# Physical interpretation: weighted eigenvalues of the Laplacian with a potential

I've already posted this question on Physics.SE, but I thougth it could be useful to ask also here.

No problem if moderators will ask me to cancel this thread... But, please, have mercy! :-D

Let $\Omega \subseteq \mathbb{R}^N$ be a domain and let $V,m:\Omega \to \mathbb{R}$ be two measurable and sufficiently summable functions.

When one considers the eigenvalue problem for the operator $\mathcal{L}:=-\Delta +V$ w.r.t. the weight $m$, i.e.: $$\tag{P} \begin{cases} -\Delta u(x) + V(x)\ u(x) = \lambda\ m(x)\ u(x) &\text{, in } \Omega\\ u(x)=0 &\text{, on } \partial \Omega , \end{cases}$$ the function $V$ is usually called potential and the function $m$ is called weight.

Then, a weighted eigenvalue of $\mathcal{L}$ w.r.t. $m$ is any number $\lambda \in \mathbb{R}$ s.t. (P) has at least one nontrivial weak solution $u\in H_0^1(\Omega)$, i.e.: $$\forall \phi \in C_c^\infty(\Omega),\quad \int_\Omega \nabla u\cdot \nabla \phi\ \text{d} x + \int_\Omega V\ u\ \phi\ \text{d} x = \lambda\ \int_\Omega m\ u\ \phi\ \text{d} x\; .$$

My questions are:

1. Is there any reasonable physical interpretation of those eigenvalues? And what is it?

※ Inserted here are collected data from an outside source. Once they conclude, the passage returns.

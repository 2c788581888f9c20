//! Embedding response types

use serde::{Deserialize, Serialize};

use crate::domain::DomainError;

/// A single embedding vector tagged with its position in the batch
#[derive(Debug, Clone, Serialize, Deserialize)]
pub struct Embedding {
    index: usize,
    embedding: Vec<f32>,
}

impl Embedding {
    pub fn new(index: usize, embedding: Vec<f32>) -> Self {
        Self { index, embedding }
    }

    pub fn index(&self) -> usize {
        self.index
    }

    pub fn vector(&self) -> &[f32] {
        &self.embedding
    }

    pub fn into_vector(self) -> Vec<f32> {
        self.embedding
    }
}

/// Cosine similarity between two vectors.
///
/// Mismatched lengths, empty vectors and zero-norm vectors yield 0.0.
pub fn cosine_similarity(a: &[f32], b: &[f32]) -> f32 {
    if a.len() != b.len() || a.is_empty() {
        return 0.0;
    }

    let dot_product: f32 = a.iter().zip(b.iter()).map(|(x, y)| x * y).sum();
    let norm_a: f32 = a.iter().map(|x| x * x).sum::<f32>().sqrt();
    let norm_b: f32 = b.iter().map(|x| x * x).sum::<f32>().sqrt();

    if norm_a == 0.0 || norm_b == 0.0 {
        return 0.0;
    }

    dot_product / (norm_a * norm_b)
}

/// Token usage reported for an embedding call
#[derive(Debug, Clone, Copy, Default, Serialize, Deserialize)]
pub struct EmbeddingUsage {
    prompt_tokens: u32,
    total_tokens: u32,
}

impl EmbeddingUsage {
    pub fn new(prompt_tokens: u32, total_tokens: u32) -> Self {
        Self {
            prompt_tokens,
            total_tokens,
        }
    }

    pub fn prompt_tokens(&self) -> u32 {
        self.prompt_tokens
    }

    pub fn total_tokens(&self) -> u32 {
        self.total_tokens
    }
}

/// Response from an embedding call
#[derive(Debug, Clone, Serialize, Deserialize)]
pub struct EmbeddingResponse {
    model: String,
    data: Vec<Embedding>,
    usage: Option<EmbeddingUsage>,
}

impl EmbeddingResponse {
    pub fn new(model: String, data: Vec<Embedding>, usage: Option<EmbeddingUsage>) -> Self {
        Self { model, data, usage }
    }

    pub fn model(&self) -> &str {
        &self.model
    }

    pub fn embeddings(&self) -> &[Embedding] {
        &self.data
    }

    /// Usage as reported by the provider, if it sent any
    pub fn usage(&self) -> Option<&EmbeddingUsage> {
        self.usage.as_ref()
    }

    /// Consume the response into vectors ordered by their reported index.
    ///
    /// Fails unless the indices are exactly `0..expected`.
    pub fn into_ordered_vectors(self, expected: usize) -> Result<Vec<Vec<f32>>, DomainError> {
        if self.data.len() != expected {
            return Err(DomainError::provider(
                "embedding",
                format!(
                    "Expected {} embeddings, received {}",
                    expected,
                    self.data.len()
                ),
            ));
        }

        let mut slots: Vec<Option<Vec<f32>>> = vec![None; expected];
        for item in self.data {
            let index = item.index();
            match slots.get_mut(index) {
                Some(slot @ None) => *slot = Some(item.into_vector()),
                Some(Some(_)) => {
                    return Err(DomainError::provider(
                        "embedding",
                        format!("Duplicate embedding index {}", index),
                    ));
                }
                None => {
                    return Err(DomainError::provider(
                        "embedding",
                        format!("Embedding index {} out of range", index),
                    ));
                }
            }
        }

        // Every slot is filled: count matched and no index repeated
        Ok(slots.into_iter().flatten().collect())
    }
}
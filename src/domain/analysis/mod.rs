//! Analysis results, errors and the structured LLM output contract

mod error;
mod output;
mod result;

pub use error::AnalysisError;
pub use output::{analysis_response_schema, extract_json, parse_analysis_output, LlmAnalysisOutput};
pub use result::{
    AnalysisResult, AnalysisStatus, AnalyzedLogEntry, FilteredLog, Relevance, StageTimings,
};
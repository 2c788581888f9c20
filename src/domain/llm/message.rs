use serde::{Deserialize, Serialize};

/// Role of a message in the conversation
#[derive(Debug, Clone, PartialEq, Eq, Serialize, Deserialize)]
#[serde(rename_all = "lowercase")]
pub enum MessageRole {
    System,
    User,
    Assistant,
}

/// A chat message with plain text content
#[derive(Debug, Clone, PartialEq, Serialize, Deserialize)]
pub struct Message {
    pub role: MessageRole,
    #[serde(default)]
    pub content: Option<String>,
}

impl Message {
    fn with_role(role: MessageRole, content: impl Into<String>) -> Self {
        Self {
            role,
            content: Some(content.into()),
        }
    }

    pub fn system(content: impl Into<String>) -> Self {
        Self::with_role(MessageRole::System, content)
    }

    pub fn user(content: impl Into<String>) -> Self {
        Self::with_role(MessageRole::User, content)
    }

    pub fn assistant(content: impl Into<String>) -> Self {
        Self::with_role(MessageRole::Assistant, content)
    }

    pub fn content_text(&self) -> Option<&str> {
        self.content.as_deref()
    }
}

#[cfg(test)]
mod tests {
    use super::*;

    #[test]
    fn test_message_creation() {
        let msg = Message::user("Hello");
        assert_eq!(msg.role, MessageRole::User);
        assert_eq!(msg.content_text(), Some("Hello"));
    }

    #[test]
    fn test_message_serialization() {
        let msg = Message::system("You are an incident analyst");
        let json = serde_json::to_string(&msg).unwrap();
        assert!(json.contains("\"role\":\"system\""));
        assert!(json.contains("\"content\":\"You are an incident analyst\""));
    }

    #[test]
    fn test_message_without_content_deserializes() {
        let msg: Message = serde_json::from_str(r#"{"role":"assistant","content":null}"#).unwrap();
        assert_eq!(msg.content_text(), None);
    }
}
//! Schema-free log records and their normalization

mod normalizer;
mod record;

pub use normalizer::{flatten_record, normalize, NormalizedLogs};
pub use record::{InputFormat, NormalizedLogEntry, RawLogRecord};
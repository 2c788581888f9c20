//! Incident Log Analyzer
//!
//! Narrows a JSON or JSONL log file down to the entries that explain an
//! incident:
//! - Embedding similarity ranking of every record against the prompt
//! - Structured LLM analysis of the top-ranked records
//! - Per-request token cost accounting

pub mod api;
pub mod cli;
pub mod config;
pub mod domain;
pub mod infrastructure;

pub use config::AppConfig;

use std::sync::Arc;
use std::time::Duration;

use anyhow::Context;
use tracing::info;

use api::state::AppState;
use domain::{AnalysisError, DomainError, LlmProvider};
use domain::embedding::EmbeddingProvider;
use infrastructure::embedding::OpenAiEmbeddingProvider;
use infrastructure::llm::{HttpClient, OpenAiProvider};
use infrastructure::services::{
    AnalysisLimits, EmbeddingService, IncidentAnalysisService, LogAnalysisService,
    LogAnalysisSettings,
};

/// Wire the pipeline around the given providers.
///
/// Fails when either configured model is missing from the pricing table.
pub fn build_analysis_service(
    config: &AppConfig,
    embeddings: Arc<dyn EmbeddingProvider>,
    llm: Arc<dyn LlmProvider>,
) -> Result<IncidentAnalysisService, AnalysisError> {
    let analysis = &config.analysis;

    IncidentAnalysisService::new(
        EmbeddingService::new(
            embeddings,
            analysis.embedding_model.clone(),
            analysis.embedding_batch_size,
        ),
        LogAnalysisService::new(
            llm,
            LogAnalysisSettings {
                model: analysis.analysis_model.clone(),
                max_logs_for_analysis: analysis.effective_analysis_cap(),
                temperature: analysis.temperature,
                max_output_tokens: analysis.max_output_tokens,
            },
        ),
        Arc::new(config.pricing_table()),
        AnalysisLimits {
            top_n_similar_logs: analysis.top_n_similar_logs,
            max_logs_for_analysis: analysis.max_logs_for_analysis,
            max_returned_logs: analysis.max_returned_logs,
        },
    )
}

/// Pipeline backed by the OpenAI embedding and chat completion APIs
pub fn create_analysis_service(config: &AppConfig) -> anyhow::Result<IncidentAnalysisService> {
    config.validate().context("Invalid configuration")?;

    let api_key = config.resolved_api_key().ok_or_else(|| {
        DomainError::configuration("OpenAI API key missing: set openai.api_key or OPENAI_API_KEY")
    })?;
    let client = HttpClient::with_timeout(Duration::from_secs(config.openai.timeout_secs))?;

    let embeddings = OpenAiEmbeddingProvider::with_base_url(
        client.clone(),
        api_key.clone(),
        config.openai.base_url.clone(),
    );
    let llm = OpenAiProvider::with_base_url(client, api_key, config.openai.base_url.clone());

    let service = build_analysis_service(config, Arc::new(embeddings), Arc::new(llm))?;

    info!(
        embedding_model = %config.analysis.embedding_model,
        analysis_model = %config.analysis.analysis_model,
        top_n = config.analysis.top_n_similar_logs,
        analysis_cap = config.analysis.effective_analysis_cap(),
        "Analysis service initialized"
    );

    Ok(service)
}

/// Application state for the HTTP server
pub fn create_app_state_with_config(config: &AppConfig) -> anyhow::Result<AppState> {
    let service = create_analysis_service(config)?;
    Ok(AppState::new(service, config.clone()))
}

#[cfg(test)]
mod tests {
    use super::*;
    use crate::config::PricingOverride;
    use crate::domain::embedding::MockEmbeddingProvider;
    use crate::domain::llm::MockLlmProvider;

    fn mocks() -> (Arc<MockEmbeddingProvider>, Arc<MockLlmProvider>) {
        (
            Arc::new(MockEmbeddingProvider::new(4)),
            Arc::new(MockLlmProvider::new("mock")),
        )
    }

    #[test]
    fn test_build_with_defaults() {
        let (embeddings, llm) = mocks();

        let service = build_analysis_service(&AppConfig::default(), embeddings, llm).unwrap();

        assert_eq!(service.limits().top_n_similar_logs, 100);
        assert_eq!(service.limits().analysis_cap(), 50);
    }

    #[test]
    fn test_unpriced_model_rejected() {
        let mut config = AppConfig::default();
        config.analysis.analysis_model = "in-house-llm".to_string();
        let (embeddings, llm) = mocks();

        let err = build_analysis_service(&config, embeddings, llm).unwrap_err();

        assert!(matches!(err, AnalysisError::UnknownPricingModel(model) if model == "in-house-llm"));
    }

    #[test]
    fn test_pricing_override_enables_model() {
        let mut config = AppConfig::default();
        config.analysis.analysis_model = "in-house-llm".to_string();
        config.pricing.insert(
            "in-house-llm".to_string(),
            PricingOverride {
                input_per_1k: 0.001,
                output_per_1k: 0.002,
            },
        );
        let (embeddings, llm) = mocks();

        assert!(build_analysis_service(&config, embeddings, llm).is_ok());
    }

    #[test]
    fn test_app_state_with_configured_key() {
        let mut config = AppConfig::default();
        config.openai.api_key = Some("sk-test".to_string());

        let state = create_app_state_with_config(&config).unwrap();

        assert_eq!(state.config.analysis.embedding_model, "text-embedding-3-small");
    }

    #[test]
    fn test_invalid_config_rejected() {
        let mut config = AppConfig::default();
        config.openai.api_key = Some("sk-test".to_string());
        config.analysis.embedding_batch_size = 0;

        assert!(create_app_state_with_config(&config).is_err());
    }
}
//! Semantic similarity ranking of log entries against an incident prompt

mod ranker;
mod scored;

pub use ranker::SimilarityRanker;
pub use scored::ScoredLogEntry;
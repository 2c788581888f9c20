//! Cosine similarity ranker

use std::cmp::Ordering;
use std::sync::Arc;

use tracing::debug;

use super::ScoredLogEntry;
use crate::domain::analysis::AnalysisError;
use crate::domain::embedding::cosine_similarity;
use crate::domain::log::NormalizedLogEntry;

/// Ranks entries by similarity to a prompt embedding and keeps the top N
#[derive(Debug, Clone, Copy)]
pub struct SimilarityRanker {
    top_n: usize,
}

impl SimilarityRanker {
    pub fn new(top_n: usize) -> Self {
        Self { top_n }
    }

    pub fn top_n(&self) -> usize {
        self.top_n
    }

    /// Score every entry, sort descending (stable, so ties keep file order)
    /// and truncate to `top_n`. A `top_n` larger than the input is clamped.
    pub fn rank(
        &self,
        prompt_embedding: &[f32],
        entries: &[Arc<NormalizedLogEntry>],
        embeddings: &[Vec<f32>],
    ) -> Result<Vec<ScoredLogEntry>, AnalysisError> {
        if entries.len() != embeddings.len() {
            return Err(AnalysisError::internal(format!(
                "Cannot rank {} entries with {} embeddings",
                entries.len(),
                embeddings.len()
            )));
        }

        let mut scored: Vec<(usize, f32)> = embeddings
            .iter()
            .enumerate()
            .map(|(position, vector)| (position, similarity(prompt_embedding, vector)))
            .collect();

        scored.sort_by(|a, b| b.1.partial_cmp(&a.1).unwrap_or(Ordering::Equal));
        scored.truncate(self.top_n.min(entries.len()));

        debug!(
            total = entries.len(),
            kept = scored.len(),
            best = scored.first().map(|(_, s)| *s),
            "Ranked log entries by similarity"
        );

        Ok(scored
            .into_iter()
            .enumerate()
            .map(|(rank, (position, score))| {
                ScoredLogEntry::new(Arc::clone(&entries[position]), score, rank + 1)
            })
            .collect())
    }
}

fn similarity(a: &[f32], b: &[f32]) -> f32 {
    let score = cosine_similarity(a, b);
    if score.is_finite() {
        score.clamp(-1.0, 1.0)
    } else {
        0.0
    }
}
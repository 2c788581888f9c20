//! Analyze command - one-shot analysis of a local log file

use std::path::PathBuf;

use anyhow::Context;
use clap::Args;
use tracing::info;

use crate::api::types::AnalyzeLogsResponse;
use crate::config::AppConfig;
use crate::domain::InputFormat;
use crate::infrastructure::logging::init_logging;

#[derive(Args, Clone, Debug)]
pub struct AnalyzeArgs {
    /// JSON or JSONL log file
    #[arg(long)]
    pub file: PathBuf,

    /// Incident description to rank the logs against
    #[arg(long)]
    pub prompt: String,

    /// Input layout: auto, json or jsonl
    #[arg(long, default_value = "auto")]
    pub format: InputFormat,
}

/// Print the analysis report as pretty JSON on stdout
pub async fn run(args: AnalyzeArgs) -> anyhow::Result<()> {
    dotenvy::dotenv().ok();

    let config = AppConfig::load().context("Failed to load configuration")?;
    init_logging(&config.logging);

    let prompt = args.prompt.trim();
    if prompt.is_empty() {
        anyhow::bail!("Prompt cannot be empty");
    }

    let content = tokio::fs::read(&args.file)
        .await
        .with_context(|| format!("Failed to read {}", args.file.display()))?;
    info!(file = %args.file.display(), bytes = content.len(), "Analyzing log file");

    let service = crate::create_analysis_service(&config)?;
    let result = service.analyze(&content, prompt, args.format).await?;

    let report = serde_json::to_string_pretty(&AnalyzeLogsResponse::from(result))?;
    println!("{}", report);

    Ok(())
}
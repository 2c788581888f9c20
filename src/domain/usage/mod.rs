//! Token pricing and per-request cost accounting

mod cost;
mod pricing;
mod tokens;

pub use cost::{CostAccountant, CostRecord};
pub use pricing::{ModelPricing, PricingTable};
pub use tokens::estimate_tokens;
//! LLM incident analysis of the top-ranked log entries
//!
//! Builds a numbered log context, asks the model for a structured answer and
//! maps the per-log judgements back onto the ranked entries.

use std::sync::Arc;

use tracing::{debug, info, warn};

use crate::domain::analysis::{
    analysis_response_schema, parse_analysis_output, AnalysisError, AnalyzedLogEntry,
};
use crate::domain::llm::{LlmProvider, LlmRequest, LlmResponseFormat};
use crate::domain::log::NormalizedLogEntry;
use crate::domain::ranking::ScoredLogEntry;
use crate::domain::usage::{estimate_tokens, CostAccountant};
use crate::infrastructure::observability::{
    record_provider_request, record_provider_tokens, ProviderKind,
};

const TIMESTAMP_FIELDS: &[&str] = &["timestamp", "time", "@timestamp", "date", "datetime", "created_at"];
const MESSAGE_FIELDS: &[&str] = &["message", "msg", "log", "content", "description"];
const MAX_FALLBACK_CONTENT_CHARS: usize = 500;

pub const NO_RELEVANT_LOGS_SUMMARY: &str = "No relevant logs found for the given prompt";

const SYSTEM_PROMPT: &str = "You are an expert log analyzer helping with incident investigation. \
Provide concise, actionable insights. Answer only with JSON matching the requested schema.";

/// Model parameters for the analysis call
#[derive(Debug, Clone)]
pub struct LogAnalysisSettings {
    pub model: String,
    pub max_logs_for_analysis: usize,
    pub temperature: f32,
    pub max_output_tokens: u32,
}

/// Summary and per-log judgements returned by the model
#[derive(Debug, Clone)]
pub struct LlmAnalysis {
    pub summary: String,
    pub analyzed: Vec<AnalyzedLogEntry>,
}

/// Sends a capped subset of ranked logs to the LLM
#[derive(Debug)]
pub struct LogAnalysisService {
    provider: Arc<dyn LlmProvider>,
    settings: LogAnalysisSettings,
}

impl LogAnalysisService {
    pub fn new(provider: Arc<dyn LlmProvider>, settings: LogAnalysisSettings) -> Self {
        Self { provider, settings }
    }

    pub fn model(&self) -> &str {
        &self.settings.model
    }

    /// Analyze the highest-ranked entries, at most `max_logs_for_analysis` of them.
    ///
    /// Token usage is recorded before the answer is parsed, so a contract
    /// violation still reports what the call cost.
    pub async fn analyze(
        &self,
        prompt: &str,
        ranked: &[ScoredLogEntry],
        costs: &mut CostAccountant,
    ) -> Result<LlmAnalysis, AnalysisError> {
        let subset = &ranked[..ranked.len().min(self.settings.max_logs_for_analysis)];

        if subset.is_empty() {
            debug!("No ranked logs to analyze, skipping LLM call");
            return Ok(LlmAnalysis {
                summary: NO_RELEVANT_LOGS_SUMMARY.to_string(),
                analyzed: Vec::new(),
            });
        }

        let request = self.build_request(prompt, subset);
        let prompt_text = request.prompt_text();

        debug!(
            model = %self.settings.model,
            logs = subset.len(),
            dropped = ranked.len() - subset.len(),
            "Sending logs to LLM for analysis"
        );

        let response = match self.provider.chat(&self.settings.model, request).await {
            Ok(response) => response,
            Err(e) => {
                warn!(model = %self.settings.model, error = %e, "LLM analysis request failed");
                record_provider_request(ProviderKind::Llm, &self.settings.model, false);
                return Err(AnalysisError::llm_service(e.to_string()));
            }
        };
        record_provider_request(ProviderKind::Llm, &self.settings.model, true);

        let content = response.content().unwrap_or_default();
        let (input_tokens, output_tokens) = match response.usage {
            Some(usage) => (usage.prompt_tokens, usage.completion_tokens),
            None => {
                debug!("Provider omitted usage, estimating tokens from text");
                (estimate_tokens(&prompt_text), estimate_tokens(content))
            }
        };

        record_provider_tokens(ProviderKind::Llm, &self.settings.model, "input", u64::from(input_tokens));
        record_provider_tokens(ProviderKind::Llm, &self.settings.model, "output", u64::from(output_tokens));
        costs.record_llm(&self.settings.model, input_tokens, output_tokens)?;

        if content.trim().is_empty() {
            return Err(AnalysisError::llm_response_parse("Empty response from LLM"));
        }

        let (summary, relevance) = parse_analysis_output(content, subset.len())?;

        let analyzed: Vec<AnalyzedLogEntry> = subset
            .iter()
            .cloned()
            .zip(relevance)
            .map(|(entry, relevance)| AnalyzedLogEntry { entry, relevance })
            .collect();

        info!(
            model = %self.settings.model,
            analyzed = analyzed.len(),
            input_tokens,
            output_tokens,
            "LLM analysis completed"
        );

        Ok(LlmAnalysis { summary, analyzed })
    }

    fn build_request(&self, prompt: &str, subset: &[ScoredLogEntry]) -> LlmRequest {
        LlmRequest::builder()
            .system(SYSTEM_PROMPT)
            .user(build_analysis_prompt(prompt, &build_log_context(subset), subset.len()))
            .temperature(self.settings.temperature)
            .max_tokens(self.settings.max_output_tokens)
            .response_format(LlmResponseFormat::strict_schema(
                "incident_analysis",
                analysis_response_schema(),
            ))
            .build()
    }
}

/// One line per entry: `Log <n> (similarity: 0.000): [timestamp] content`
fn build_log_context(entries: &[ScoredLogEntry]) -> String {
    entries
        .iter()
        .enumerate()
        .map(|(i, scored)| {
            let entry = scored.entry();
            let mut line = format!("Log {} (similarity: {:.3}):", i + 1, scored.similarity());
            if let Some(timestamp) = entry.field_as_string(TIMESTAMP_FIELDS) {
                line.push_str(&format!(" [{}]", timestamp));
            }
            line.push(' ');
            line.push_str(&main_content(entry));
            line
        })
        .collect::<Vec<_>>()
        .join("\n")
}

fn main_content(entry: &NormalizedLogEntry) -> String {
    entry
        .field_as_string(MESSAGE_FIELDS)
        .unwrap_or_else(|| entry.text().chars().take(MAX_FALLBACK_CONTENT_CHARS).collect())
}

fn build_analysis_prompt(prompt: &str, log_context: &str, count: usize) -> String {
    format!(
        "Analyze the following logs for the incident: \"{prompt}\"\n\n\
Logs (ordered by semantic relevance to the incident):\n\
{log_context}\n\n\
Respond with:\n\
- summary: what is happening, the most likely root cause and the recommended actions.\n\
- logs: exactly one entry for each log_id from 1 to {count}, with a relevance_score between 0 and 1 \
and a short relevance_reason explaining how the log relates to the incident.\n\n\
Be concise and focus on actionable insights. The logs are already filtered for relevance."
    )
}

2. Why have the functions $V$ and $m$ those names?

Moreover, I heard that the $p$-laplacian (i.e., $\Delta_p u := \operatorname{div} (|\nabla u|^{p-2}\ \nabla u)$, which reduces to the usual laplacian when $p=2$) can be used to model nonlinear elasticity or something like that; therefore I have also the following question:

What about any possible physical meaning of the nonlinear weighted eigenvalues coming from the problem: $$\tag{Q} \begin{cases} -\Delta_p u(x) + V(x)\ |u(x)|^{p-2}\ u(x) = \lambda\ m(x)\ |u(x)|^{p-2}\ u(x) &\text{, in } \Omega\\ u(x)=0 &\text{, on } \partial \Omega , \end{cases}$$ where $1 < p < \infty$?

Many thanks in advance, guys!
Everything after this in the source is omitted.